Development of stability-indicating HPLC method and accelerated stability studies for osmotic and pulsatile tablet formulations of Clopidogrel Bisulfate

Abstract

The purpose of the present study is to develop a simple, rapid and sensitive stability-indicating high-performance liquid chromatography (HPLC) method for Clopidogrel Bisulfate (CBS) and further extending it for assessment of CBS stability in osmotic and pulsatile tablet formulations tested under accelerated conditions. A stability-indicating HPLC method for quantitative determination of CBS in gastro-retentive formulations is developed by using a C18 HPLC column, acetonitrile and 0.1% formic acid (60:40 v/v) as mobile phase, with a flow rate of 0.9 mL/min, UV detection at 222 nm and subsequently validated.
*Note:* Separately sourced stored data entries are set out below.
#[cfg(test)]
mod tests {
    use super::*;
    use std::sync::Arc;
    use std::thread;

    fn store_with_row(key: u64) -> MemStore {
        let store = MemStore::new();
        let mut session = store.session().unwrap();
        session.upsert_row(key, 0, 0).unwrap();
        session.commit().unwrap();
        store
    }

    #[test]
    fn test_select_missing_row() {
        let store = MemStore::new();
        let mut session = store.session().unwrap();
        assert!(matches!(
            session.select(9),
            Err(CounterError::MissingRow { key: 9 })
        ));
    }

    #[test]
    fn test_upsert_and_select() {
        let store = store_with_row(1);
        let mut session = store.session().unwrap();
        assert_eq!(session.select(1).unwrap(), CounterRow { count: 0, version: 0 });
    }

    #[test]
    fn test_writes_invisible_until_commit() {
        let store = store_with_row(1);
        let mut writer = store.session().unwrap();
        let mut reader = store.session().unwrap();

        writer.update_count(1, 41).unwrap();
        assert_eq!(reader.select(1).unwrap().count, 0);

        writer.commit().unwrap();
        assert_eq!(reader.select(1).unwrap().count, 41);
    }

    #[test]
    fn test_read_your_own_write() {
        let store = store_with_row(1);
        let mut session = store.session().unwrap();
        session.update_count(1, 10).unwrap();
        assert_eq!(session.select(1).unwrap().count, 10);
        session.rollback().unwrap();
        assert_eq!(session.select(1).unwrap().count, 0);
    }

    #[test]
    fn test_increment_in_place_returns_new_value() {
        let store = store_with_row(1);
        let mut session = store.session().unwrap();
        assert_eq!(session.increment_in_place(1).unwrap(), 1);
        session.commit().unwrap();
        assert_eq!(session.increment_in_place(1).unwrap(), 2);
        session.commit().unwrap();
    }

    #[test]
    fn test_lost_update_interleaving_read_committed() {
        // Two transactions read the same committed value; the second commit
        // overwrites the first without incorporating it.
        let store = store_with_row(1);
        let mut s1 = store.session().unwrap();
        let mut s2 = store.session().unwrap();

        let v1 = s1.select(1).unwrap().count;
        let v2 = s2.select(1).unwrap().count;
        s1.update_count(1, v1 + 1).unwrap();
        s1.commit().unwrap();
        s2.update_count(1, v2 + 1).unwrap();
        s2.commit().unwrap();

        let mut check = store.session().unwrap();
        // Two increments, final value 1: one update was lost.
        assert_eq!(check.select(1).unwrap().count, 1);
    }

    #[test]
    fn test_serializable_rejects_stale_commit() {
        let store = store_with_row(1);
        store.set_isolation(IsolationLevel::Serializable);
        let mut s1 = store.session().unwrap();
        let mut s2 = store.session().unwrap();

        let v1 = s1.select(1).unwrap().count;
        let v2 = s2.select(1).unwrap().count;
        s1.update_count(1, v1 + 1).unwrap();
        s1.commit().unwrap();
        s2.update_count(1, v2 + 1).unwrap();
        let err = s2.commit().unwrap_err();
        assert!(matches!(err, CounterError::SerializationFailure { key: 1 }));

        // The loser rolled back; a fresh transaction sees the winner's value.
        let mut check = store.session().unwrap();
        assert_eq!(check.select(1).unwrap().count, 1);
    }

    #[test]
    fn test_serializable_retry_succeeds_after_failure() {
        let store = store_with_row(1);
        store.set_isolation(IsolationLevel::Serializable);
        let mut s1 = store.session().unwrap();
        let mut s2 = store.session().unwrap();

        let v1 = s1.select(1).unwrap().count;
        let _ = s2.select(1).unwrap();
        s1.update_count(1, v1 + 1).unwrap();
        s1.commit().unwrap();
        s2.update_count(1, 99).unwrap();
        assert!(s2.commit().is_err());

        // Same session, new transaction: fresh read, clean commit.
        let v2 = s2.select(1).unwrap().count;
        s2.update_count(1, v2 + 1).unwrap();
        s2.commit().unwrap();

        let mut check = store.session().unwrap();
        assert_eq!(check.select(1).unwrap().count, 2);
    }

    #[test]
    fn test_update_if_version_mismatch_affects_zero_rows() {
        let store = store_with_row(1);
        let mut s1 = store.session().unwrap();
        let mut s2 = store.session().unwrap();

        let row = s1.select(1).unwrap();
        assert!(s1
            .update_if_version(1, row.count + 1, row.version + 1, row.version)
            .unwrap());
        s1.commit().unwrap();

        // s2 still holds the old version; its conditional update misses.
        assert!(!s2.update_if_version(1, 100, 1, 0).unwrap());
        s2.commit().unwrap();

        let mut check = store.session().unwrap();
        assert_eq!(check.select(1).unwrap(), CounterRow { count: 1, version: 1 });
    }

    #[test]
    fn test_select_for_update_blocks_competing_writer() {
        let store = Arc::new(store_with_row(1));
        let mut holder = store.session().unwrap();
        holder.select_for_update(1).unwrap();

        let contender_store = Arc::clone(&store);
        let contender = thread::spawn(move || {
            let mut session = contender_store.session().unwrap();
            let row = session.select_for_update(1).unwrap();
            session.update_count(1, row.count + 1).unwrap();
            session.commit().unwrap();
        });

        // The contender cannot proceed until the holder commits.
        thread::sleep(Duration::from_millis(50));
        holder.update_count(1, 10).unwrap();
        holder.commit().unwrap();
        contender.join().unwrap();

        let mut check = store.session().unwrap();
        assert_eq!(check.select(1).unwrap().count, 11);
    }

    #[test]
    fn test_lock_timeout() {
        let store = MemStore::with_lock_timeout(Duration::from_millis(20));
        let mut init = store.session().unwrap();
        init.upsert_row(1, 0, 0).unwrap();
        init.commit().unwrap();

        let mut holder = store.session().unwrap();
        holder.select_for_update(1).unwrap();

        let mut waiter = store.session().unwrap();
        assert!(matches!(
            waiter.select_for_update(1),
            Err(CounterError::LockTimeout { key: 1 })
        ));
    }

    #[test]
    fn test_drop_releases_locks() {
        let store = store_with_row(1);
        {
            let mut holder = store.session().unwrap();
            holder.select_for_update(1).unwrap();
            holder.update_count(1, 42).unwrap();
            // Dropped without commit.
        }
        let mut session = store.session().unwrap();
        // Lock is free again and the write never landed.
        let row = session.select_for_update(1).unwrap();
        assert_eq!(row.count, 0);
    }

    #[test]
    fn test_isolation_captured_at_session_open() {
        let store = store_with_row(1);
        let mut old = store.session().unwrap();
        store.set_isolation(IsolationLevel::Serializable);
        assert_eq!(store.isolation(), IsolationLevel::Serializable);

        // The pre-existing session still runs read committed: its stale
        // commit goes through silently.
        let mut other = store.session().unwrap();
        let _ = old.select(1).unwrap();
        let row = other.select(1).unwrap();
        other.update_count(1, row.count + 1).unwrap();
        other.commit().unwrap();
        old.update_count(1, 5).unwrap();
        assert!(old.commit().is_ok());
    }
}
The key objective was to analyze the stability profile of formulations under accelerated conditions. The retention time (Rt) of CBS was observed as 5.9 min with the linearity range between 0.06–1.95 μg/mL. Forced degradation studies were performed on bulk samples of CBS using acidic, basic, oxidative, thermal (80 °C) and photolytic (under sunlight) conditions. The resulting method was validated as per ICH Q2(R1) guidelines. Moreover, an attempt has been made to identify the degradation products by Liquid chromatography-mass spectrometry (LC–MS) analysis. The proposed method was successfully applied to novel gastro-retentive tablet formulations (osmotic tablet and pulsatile tablet) for assessment of stability under accelerated conditions.